Bekannte und oft propagierte Antioxidantien sind beispielsweise:
– Vitamin C, Vitamin E;
– Polyphenole, zum Beispiel Flavonoide wie Anthocyane (blaue Farbstoffe aus Heidelbeeren, Schwarzen Johannisbeere, Brombeeren etc.), Epigallocatechingallat (EGCG) aus Grüntee, Resveratrol aus Rotwein;
– Carotinoide wie Lycopin (aus Tomaten), Betacarotin (aus Karotten, Aprikosen u. a.), Lutein (in dunklen Blatttgemüsen wie Grünkohl, Spinat).
Dass solche Antioxidantien im Rahmen einer vielfältigen, abwechslungsreichen Ernährung wohl gesund sind, ist eine plausible Annahme. Bei den Vitaminen brauchen wir eine gewisse Zufuhr von aussen, weil wir sie nicht selber herstellen können. Bei den Antioxidantien ohne Vitamincharakter ist nicht der einzelne Stoff notwendig. Sie können sich wohl in ihrer antioxidativen Funktion weitgehend ersetzen.
Heikler wird die Sache, wenn Antioxidantien isoliert in höheren Dosierungen als Nahrungsergänzungsmittel konsumiert werden.
In den letzten Jahren haben sich die Hinweise zunehmend verdichtet, dass in solchen Fällen nicht nur der Nutzen der Antioxidantien in Frage steht, sondern möglichweise gar mit negativen Konsequenzen für die Gesundheit zu rechnen ist.
Siehe dazu beispielsweise:
Experimente stärken Zweifel am Nutzen von Antioxidantien
Schwächen Antioxidantien die Muskelfunktion
Selen kann Prostatakrebsrisiko steigern
Oxidativer Stress weniger schädlich als gedacht
Antioxidantien fördern möglicherweise Diabetes
Mit Nahrungsergänzungsmitteln höheres Sterberisiko
Es kann ja nun nicht darum gehen, nun im Umkehrschluss die Antioxidantien als Bösewichte hinzustellen.
Aber es ist doch wohl sinnvoll, immer wieder einmal festzuhalten:
Nahrungsergänzungsmittel mit Antioxidantien sind vermutlich in den meisten Fällen einfach zum Fenster hinausgeschmissenes Geld. Man könnte sich etwas Sinnvolleres damit gönnen. Und möglicherweise sind diese Produkte in manchen Bereichen sogar eher schädlich, vor allem wenn man gleich mehrere Präparate kombiniert, was nicht selten vorkommt.

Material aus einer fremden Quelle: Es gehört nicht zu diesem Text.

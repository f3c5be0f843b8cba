// SPDX-License-Identifier: MIT
// Copyright (c) 2026 Alfred Jean LLC

//! CLI argument parsing with clap derive.

use std::path::PathBuf;

use clap::{Parser, Subcommand, ValueEnum};

/// Filter relative file paths with include/exclude globs
#[derive(Parser)]
#[command(name = "globfilter")]
#[command(version, about, long_about = None)]
#[command(propagate_version = true)]
pub struct Cli {
    /// Use specific config file
    #[arg(short = 'C', long = "config", global = true, env = "GLOBFILTER_CONFIG")]
    pub config: Option<PathBuf>,

    /// Enable debug logging on stderr
    #[arg(short, long, global = true)]
    pub verbose: bool,

    #[command(subcommand)]
    pub command: Command,
}

#[derive(Subcommand)]
pub enum Command {
    /// Print the paths admitted by the filter
    Match(MatchArgs),
    /// Print the static root directory of glob patterns
    Root(RootArgs),
}

#[derive(clap::Args)]
pub struct MatchArgs {
    /// Paths to test (read from stdin, one per line, when omitted)
    #[arg(value_name = "PATH")]
    pub paths: Vec<String>,

    /// Inclusion pattern (repeatable, added after config patterns)
    #[arg(short, long = "include", value_name = "GLOB")]
    pub include: Vec<String>,

    /// Exclusion pattern (repeatable, added after config patterns)
    #[arg(short, long = "exclude", value_name = "GLOB")]
    pub exclude: Vec<String>,

    /// Compare paths case-sensitively
    #[arg(long)]
    pub case_sensitive: bool,

    /// Print rejected paths instead of admitted ones
    #[arg(long)]
    pub rejected: bool,

    /// Treat paths as directories (admit ancestors of inclusions)
    #[arg(long)]
    pub dirs: bool,

    /// Output format
    #[arg(short, long, default_value = "text")]
    pub output: OutputFormat,
}

#[derive(clap::Args)]
pub struct RootArgs {
    /// Glob patterns
    #[arg(value_name = "PATTERN", required = true)]
    pub patterns: Vec<String>,

    /// Output format
    #[arg(short, long, default_value = "text")]
    pub output: OutputFormat,
}

#[derive(Clone, Copy, Debug, Default, PartialEq, Eq, ValueEnum)]
pub enum OutputFormat {
    #[default]
    Text,
    Json,
}

#[cfg(test)]
#[path = "cli_tests.rs"]
mod tests;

Meine Empfehlung daher: Cool bleiben, wenn die Werbung uns mal wieder einreden will, dass wir nur gesund und jung bleiben können, wenn wir die Präparate X, Y und Z täglich einnehmen.
Und wer unumstösslich überzeugt davon ist, dass er oder sie solche Nahrungsergänzungsmittel braucht, kann zu mindestens die Dosierung halbieren: Schont den Geldbeutel, minimiert das Risiko.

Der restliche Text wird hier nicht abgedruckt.